▶ [Assigned task]: For the data below, give again exactly the lines from the one containing "assert!(is_open(&rules, chicago, utc_thursday));" through the one containing "assert!(is_open(&rules, tz, instant));", both ends included, and no others.

Data items:
<<<<

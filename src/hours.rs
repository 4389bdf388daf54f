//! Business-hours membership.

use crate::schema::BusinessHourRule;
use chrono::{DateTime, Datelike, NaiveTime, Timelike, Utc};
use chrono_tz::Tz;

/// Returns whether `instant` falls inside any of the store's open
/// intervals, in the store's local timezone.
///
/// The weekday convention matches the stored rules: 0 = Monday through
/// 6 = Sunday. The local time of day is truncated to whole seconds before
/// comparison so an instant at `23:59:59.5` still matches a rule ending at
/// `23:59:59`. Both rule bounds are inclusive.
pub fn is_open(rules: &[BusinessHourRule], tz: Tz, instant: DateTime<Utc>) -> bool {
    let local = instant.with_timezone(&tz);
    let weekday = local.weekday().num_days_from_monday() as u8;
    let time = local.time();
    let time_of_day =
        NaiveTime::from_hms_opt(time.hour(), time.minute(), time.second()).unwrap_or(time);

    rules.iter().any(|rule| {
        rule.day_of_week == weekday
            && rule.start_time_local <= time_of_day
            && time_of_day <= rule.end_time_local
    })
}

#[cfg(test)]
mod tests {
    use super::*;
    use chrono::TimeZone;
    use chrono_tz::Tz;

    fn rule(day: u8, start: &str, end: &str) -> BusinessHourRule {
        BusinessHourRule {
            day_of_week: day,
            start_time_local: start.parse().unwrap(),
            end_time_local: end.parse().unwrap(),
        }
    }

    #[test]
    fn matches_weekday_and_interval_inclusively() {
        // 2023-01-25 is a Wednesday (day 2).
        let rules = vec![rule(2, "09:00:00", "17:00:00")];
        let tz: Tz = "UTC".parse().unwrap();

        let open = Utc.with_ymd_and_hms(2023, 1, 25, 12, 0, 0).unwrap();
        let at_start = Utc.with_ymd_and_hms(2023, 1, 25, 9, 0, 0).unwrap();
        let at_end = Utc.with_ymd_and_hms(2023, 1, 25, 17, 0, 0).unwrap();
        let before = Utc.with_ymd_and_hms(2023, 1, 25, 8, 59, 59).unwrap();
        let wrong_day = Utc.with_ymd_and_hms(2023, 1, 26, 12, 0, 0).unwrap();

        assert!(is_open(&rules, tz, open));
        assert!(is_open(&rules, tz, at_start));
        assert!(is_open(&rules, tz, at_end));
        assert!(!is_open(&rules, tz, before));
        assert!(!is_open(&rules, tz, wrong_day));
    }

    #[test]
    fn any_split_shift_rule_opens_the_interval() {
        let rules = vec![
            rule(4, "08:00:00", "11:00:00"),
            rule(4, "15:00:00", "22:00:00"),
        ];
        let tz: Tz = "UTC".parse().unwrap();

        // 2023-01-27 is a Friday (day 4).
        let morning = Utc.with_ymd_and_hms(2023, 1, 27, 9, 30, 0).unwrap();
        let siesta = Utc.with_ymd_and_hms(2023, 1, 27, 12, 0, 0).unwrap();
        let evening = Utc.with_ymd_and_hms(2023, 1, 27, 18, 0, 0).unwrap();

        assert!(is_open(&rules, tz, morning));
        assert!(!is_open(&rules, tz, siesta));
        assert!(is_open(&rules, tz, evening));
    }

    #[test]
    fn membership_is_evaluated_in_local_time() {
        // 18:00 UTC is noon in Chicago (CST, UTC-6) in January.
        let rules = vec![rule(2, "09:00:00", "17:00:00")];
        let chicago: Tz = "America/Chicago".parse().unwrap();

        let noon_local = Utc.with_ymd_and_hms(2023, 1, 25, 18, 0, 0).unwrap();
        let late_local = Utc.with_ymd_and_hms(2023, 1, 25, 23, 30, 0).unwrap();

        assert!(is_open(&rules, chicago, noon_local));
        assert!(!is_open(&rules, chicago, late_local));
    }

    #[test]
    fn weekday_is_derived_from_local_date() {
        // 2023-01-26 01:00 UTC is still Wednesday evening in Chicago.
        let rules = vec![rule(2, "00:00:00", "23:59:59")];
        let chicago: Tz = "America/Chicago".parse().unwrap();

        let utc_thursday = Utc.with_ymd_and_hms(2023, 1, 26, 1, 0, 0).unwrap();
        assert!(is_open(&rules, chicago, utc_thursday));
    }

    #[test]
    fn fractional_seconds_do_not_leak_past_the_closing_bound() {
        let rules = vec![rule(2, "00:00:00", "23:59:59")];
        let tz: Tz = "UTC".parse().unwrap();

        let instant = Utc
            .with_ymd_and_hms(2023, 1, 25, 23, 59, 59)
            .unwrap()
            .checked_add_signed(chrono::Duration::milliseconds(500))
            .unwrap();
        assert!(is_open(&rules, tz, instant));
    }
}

>>>>
<<<<

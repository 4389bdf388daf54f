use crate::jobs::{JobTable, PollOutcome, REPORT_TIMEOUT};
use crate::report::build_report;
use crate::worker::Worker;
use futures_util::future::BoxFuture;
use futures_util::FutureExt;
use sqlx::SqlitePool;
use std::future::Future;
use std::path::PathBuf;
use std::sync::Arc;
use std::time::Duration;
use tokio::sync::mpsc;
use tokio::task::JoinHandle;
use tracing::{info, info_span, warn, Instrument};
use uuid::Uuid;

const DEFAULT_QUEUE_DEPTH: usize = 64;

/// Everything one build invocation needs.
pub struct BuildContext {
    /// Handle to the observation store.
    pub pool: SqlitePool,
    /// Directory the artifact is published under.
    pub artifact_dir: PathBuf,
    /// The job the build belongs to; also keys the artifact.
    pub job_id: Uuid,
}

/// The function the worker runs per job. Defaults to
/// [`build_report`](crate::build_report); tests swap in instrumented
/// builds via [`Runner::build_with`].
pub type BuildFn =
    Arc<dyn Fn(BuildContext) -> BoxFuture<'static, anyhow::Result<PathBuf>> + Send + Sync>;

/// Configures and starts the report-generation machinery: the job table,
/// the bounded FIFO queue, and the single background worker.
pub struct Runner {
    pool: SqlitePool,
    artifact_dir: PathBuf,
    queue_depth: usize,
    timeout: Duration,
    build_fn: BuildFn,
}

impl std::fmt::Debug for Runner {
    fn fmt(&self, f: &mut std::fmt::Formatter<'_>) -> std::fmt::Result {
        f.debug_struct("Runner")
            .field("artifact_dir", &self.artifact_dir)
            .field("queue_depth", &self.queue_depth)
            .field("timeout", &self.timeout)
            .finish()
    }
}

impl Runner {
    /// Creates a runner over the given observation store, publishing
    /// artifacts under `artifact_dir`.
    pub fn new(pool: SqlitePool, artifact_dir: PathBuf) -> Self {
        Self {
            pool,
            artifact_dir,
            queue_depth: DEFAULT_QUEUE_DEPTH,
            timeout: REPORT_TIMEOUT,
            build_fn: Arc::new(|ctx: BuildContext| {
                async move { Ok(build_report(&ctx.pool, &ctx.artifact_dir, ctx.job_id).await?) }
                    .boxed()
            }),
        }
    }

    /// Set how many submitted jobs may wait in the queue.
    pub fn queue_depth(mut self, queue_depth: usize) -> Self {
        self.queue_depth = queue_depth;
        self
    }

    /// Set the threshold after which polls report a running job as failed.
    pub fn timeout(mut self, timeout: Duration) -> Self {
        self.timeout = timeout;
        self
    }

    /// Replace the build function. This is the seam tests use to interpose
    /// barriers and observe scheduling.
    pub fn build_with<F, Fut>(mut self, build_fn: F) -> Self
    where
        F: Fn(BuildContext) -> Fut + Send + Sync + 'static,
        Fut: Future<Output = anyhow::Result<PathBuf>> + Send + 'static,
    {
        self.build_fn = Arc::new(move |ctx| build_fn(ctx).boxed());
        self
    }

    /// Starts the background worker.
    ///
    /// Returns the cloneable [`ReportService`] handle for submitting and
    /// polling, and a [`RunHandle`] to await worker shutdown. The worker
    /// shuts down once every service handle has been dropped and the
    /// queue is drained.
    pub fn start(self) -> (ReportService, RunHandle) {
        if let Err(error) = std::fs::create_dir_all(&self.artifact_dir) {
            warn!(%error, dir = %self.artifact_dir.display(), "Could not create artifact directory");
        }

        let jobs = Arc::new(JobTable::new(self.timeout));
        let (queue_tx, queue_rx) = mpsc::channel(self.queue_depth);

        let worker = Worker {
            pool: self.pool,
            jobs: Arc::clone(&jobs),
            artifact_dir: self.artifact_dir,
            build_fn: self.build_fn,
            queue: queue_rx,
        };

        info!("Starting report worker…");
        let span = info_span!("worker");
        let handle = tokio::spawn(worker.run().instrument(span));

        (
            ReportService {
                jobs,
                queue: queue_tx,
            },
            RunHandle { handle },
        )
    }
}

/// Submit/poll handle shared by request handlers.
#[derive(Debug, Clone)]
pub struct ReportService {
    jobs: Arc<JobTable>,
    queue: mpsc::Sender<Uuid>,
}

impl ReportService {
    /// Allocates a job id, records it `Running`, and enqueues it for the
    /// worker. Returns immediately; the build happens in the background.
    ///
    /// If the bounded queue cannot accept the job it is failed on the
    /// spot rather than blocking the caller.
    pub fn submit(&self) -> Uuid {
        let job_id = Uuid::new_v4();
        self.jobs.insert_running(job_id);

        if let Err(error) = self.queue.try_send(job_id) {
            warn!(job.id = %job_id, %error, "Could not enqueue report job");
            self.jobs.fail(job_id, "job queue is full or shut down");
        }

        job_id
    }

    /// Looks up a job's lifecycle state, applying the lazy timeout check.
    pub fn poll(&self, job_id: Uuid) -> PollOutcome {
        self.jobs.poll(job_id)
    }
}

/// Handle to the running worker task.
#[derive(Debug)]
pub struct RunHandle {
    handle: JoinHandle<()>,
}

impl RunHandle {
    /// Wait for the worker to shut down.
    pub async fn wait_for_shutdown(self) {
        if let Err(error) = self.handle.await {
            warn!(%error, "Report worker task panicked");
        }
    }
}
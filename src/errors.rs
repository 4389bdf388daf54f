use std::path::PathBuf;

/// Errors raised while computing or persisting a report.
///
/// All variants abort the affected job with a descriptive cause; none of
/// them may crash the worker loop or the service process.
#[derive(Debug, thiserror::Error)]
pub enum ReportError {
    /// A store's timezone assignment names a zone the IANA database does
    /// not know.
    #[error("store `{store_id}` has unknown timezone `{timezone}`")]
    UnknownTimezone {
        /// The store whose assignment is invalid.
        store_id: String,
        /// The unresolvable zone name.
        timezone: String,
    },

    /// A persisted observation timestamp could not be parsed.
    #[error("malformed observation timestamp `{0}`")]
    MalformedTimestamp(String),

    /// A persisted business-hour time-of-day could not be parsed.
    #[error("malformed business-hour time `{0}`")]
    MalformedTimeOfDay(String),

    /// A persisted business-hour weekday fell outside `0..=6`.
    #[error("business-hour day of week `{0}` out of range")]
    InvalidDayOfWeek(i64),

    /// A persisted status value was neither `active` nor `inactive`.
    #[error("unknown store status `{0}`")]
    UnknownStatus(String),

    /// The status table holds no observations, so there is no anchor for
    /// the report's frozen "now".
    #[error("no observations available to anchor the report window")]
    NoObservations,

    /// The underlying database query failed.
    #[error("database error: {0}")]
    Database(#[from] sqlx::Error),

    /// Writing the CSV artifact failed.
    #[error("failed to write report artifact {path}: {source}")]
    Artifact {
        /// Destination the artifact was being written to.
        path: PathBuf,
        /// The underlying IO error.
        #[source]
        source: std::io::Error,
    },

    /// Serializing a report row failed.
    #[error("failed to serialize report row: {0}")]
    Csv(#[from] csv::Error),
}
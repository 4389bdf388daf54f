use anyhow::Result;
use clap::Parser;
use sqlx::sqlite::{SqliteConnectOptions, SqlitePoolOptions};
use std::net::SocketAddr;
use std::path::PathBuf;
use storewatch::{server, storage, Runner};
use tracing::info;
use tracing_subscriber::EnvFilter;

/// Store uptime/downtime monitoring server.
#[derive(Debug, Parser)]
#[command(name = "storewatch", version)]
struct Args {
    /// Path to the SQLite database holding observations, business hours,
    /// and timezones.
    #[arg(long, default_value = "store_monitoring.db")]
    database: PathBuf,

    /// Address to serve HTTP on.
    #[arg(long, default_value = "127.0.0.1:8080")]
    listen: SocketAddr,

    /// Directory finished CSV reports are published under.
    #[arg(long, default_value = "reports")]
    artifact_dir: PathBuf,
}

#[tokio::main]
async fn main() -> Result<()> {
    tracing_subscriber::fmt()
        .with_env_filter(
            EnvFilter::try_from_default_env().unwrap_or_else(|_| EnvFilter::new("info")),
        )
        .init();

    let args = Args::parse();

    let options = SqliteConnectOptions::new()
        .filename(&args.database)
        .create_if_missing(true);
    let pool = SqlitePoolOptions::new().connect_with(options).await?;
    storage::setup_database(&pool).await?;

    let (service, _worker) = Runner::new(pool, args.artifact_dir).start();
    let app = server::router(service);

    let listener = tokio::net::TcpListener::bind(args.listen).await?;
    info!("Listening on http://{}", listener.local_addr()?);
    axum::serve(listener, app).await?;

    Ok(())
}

>>>>
<<<<

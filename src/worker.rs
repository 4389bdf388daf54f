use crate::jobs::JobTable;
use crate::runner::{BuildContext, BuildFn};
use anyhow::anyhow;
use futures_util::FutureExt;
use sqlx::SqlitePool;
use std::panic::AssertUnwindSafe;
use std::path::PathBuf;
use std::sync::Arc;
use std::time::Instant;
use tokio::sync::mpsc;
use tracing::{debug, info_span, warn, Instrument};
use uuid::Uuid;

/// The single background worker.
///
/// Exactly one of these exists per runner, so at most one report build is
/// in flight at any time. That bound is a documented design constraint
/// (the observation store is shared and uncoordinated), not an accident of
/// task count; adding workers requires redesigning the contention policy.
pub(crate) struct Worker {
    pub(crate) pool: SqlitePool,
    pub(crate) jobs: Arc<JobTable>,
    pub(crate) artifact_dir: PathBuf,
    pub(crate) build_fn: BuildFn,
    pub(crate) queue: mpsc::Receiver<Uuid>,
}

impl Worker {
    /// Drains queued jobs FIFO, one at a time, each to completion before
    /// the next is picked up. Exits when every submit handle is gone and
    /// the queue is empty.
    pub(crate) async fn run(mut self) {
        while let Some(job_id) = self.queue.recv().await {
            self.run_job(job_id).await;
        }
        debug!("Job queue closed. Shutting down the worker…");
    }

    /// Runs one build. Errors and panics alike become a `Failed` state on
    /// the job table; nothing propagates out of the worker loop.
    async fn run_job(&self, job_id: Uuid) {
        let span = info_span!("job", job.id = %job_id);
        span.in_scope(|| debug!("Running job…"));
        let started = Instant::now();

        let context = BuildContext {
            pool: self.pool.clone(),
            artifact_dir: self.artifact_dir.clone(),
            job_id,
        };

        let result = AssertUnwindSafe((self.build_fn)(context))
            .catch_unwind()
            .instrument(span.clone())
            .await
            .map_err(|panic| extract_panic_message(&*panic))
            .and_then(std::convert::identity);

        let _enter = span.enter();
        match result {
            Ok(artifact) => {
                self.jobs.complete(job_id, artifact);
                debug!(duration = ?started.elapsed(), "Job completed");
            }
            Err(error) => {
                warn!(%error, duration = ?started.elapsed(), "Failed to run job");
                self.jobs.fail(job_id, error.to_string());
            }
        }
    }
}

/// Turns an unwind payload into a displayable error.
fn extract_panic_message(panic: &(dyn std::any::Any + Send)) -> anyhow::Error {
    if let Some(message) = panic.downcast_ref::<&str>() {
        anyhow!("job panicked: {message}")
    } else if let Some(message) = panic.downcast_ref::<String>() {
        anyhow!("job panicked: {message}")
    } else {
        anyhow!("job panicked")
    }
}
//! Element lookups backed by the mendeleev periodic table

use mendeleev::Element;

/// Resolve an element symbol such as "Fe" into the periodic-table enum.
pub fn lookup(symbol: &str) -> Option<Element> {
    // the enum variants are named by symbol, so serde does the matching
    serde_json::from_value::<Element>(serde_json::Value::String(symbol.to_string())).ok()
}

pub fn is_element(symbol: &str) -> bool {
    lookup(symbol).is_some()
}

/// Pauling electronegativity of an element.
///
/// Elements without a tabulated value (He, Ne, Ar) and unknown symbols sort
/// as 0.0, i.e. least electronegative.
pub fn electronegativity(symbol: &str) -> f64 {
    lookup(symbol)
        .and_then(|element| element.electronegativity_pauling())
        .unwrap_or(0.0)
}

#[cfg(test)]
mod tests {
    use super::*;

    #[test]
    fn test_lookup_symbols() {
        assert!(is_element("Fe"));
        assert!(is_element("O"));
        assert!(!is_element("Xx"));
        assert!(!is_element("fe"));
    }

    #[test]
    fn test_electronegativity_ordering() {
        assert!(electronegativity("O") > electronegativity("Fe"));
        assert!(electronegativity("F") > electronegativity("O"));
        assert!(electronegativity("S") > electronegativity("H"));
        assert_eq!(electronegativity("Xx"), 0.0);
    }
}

>>>>

▶ [Result]:
        assert!(is_open(&rules, chicago, utc_thursday));
    }

    #[test]
    fn fractional_seconds_do_not_leak_past_the_closing_bound() {
        let rules = vec![rule(2, "00:00:00", "23:59:59")];
        let tz: Tz = "UTC".parse().unwrap();

        let instant = Utc
            .with_ymd_and_hms(2023, 1, 25, 23, 59, 59)
            .unwrap()
            .checked_add_signed(chrono::Duration::milliseconds(500))
            .unwrap();
        assert!(is_open(&rules, tz, instant));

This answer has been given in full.